— Entries provided —
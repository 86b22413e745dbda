//! # Metrics Registry
//!
//! The process-global registry every metric family is registered into. The
//! reconcile loop writes to it and the `/metrics` handler reads from it; the
//! `prometheus` types are internally synchronized.

use anyhow::{Context, Result};
use prometheus::{Encoder, Registry, TextEncoder};
use std::sync::LazyLock;

pub static REGISTRY: LazyLock<Registry> = LazyLock::new(Registry::new);

/// Render every registered family in the Prometheus text exposition format
pub fn gather_text() -> Result<String> {
    let encoder = TextEncoder::new();
    let mut buffer = Vec::new();
    encoder
        .encode(&REGISTRY.gather(), &mut buffer)
        .context("Failed to encode metrics")?;
    String::from_utf8(buffer).context("Metrics output is not valid UTF-8")
}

— About this exercise —
Transcribe exactly, starting at the line with "use std::sync::LazyLock;" and continuing through the last line of the data above; leave out all earlier lines.

— Response to this exercise —
use std::sync::LazyLock;

pub static REGISTRY: LazyLock<Registry> = LazyLock::new(Registry::new);

/// Render every registered family in the Prometheus text exposition format
pub fn gather_text() -> Result<String> {
    let encoder = TextEncoder::new();
    let mut buffer = Vec::new();
    encoder
        .encode(&REGISTRY.gather(), &mut buffer)
        .context("Failed to encode metrics")?;
    String::from_utf8(buffer).context("Metrics output is not valid UTF-8")
}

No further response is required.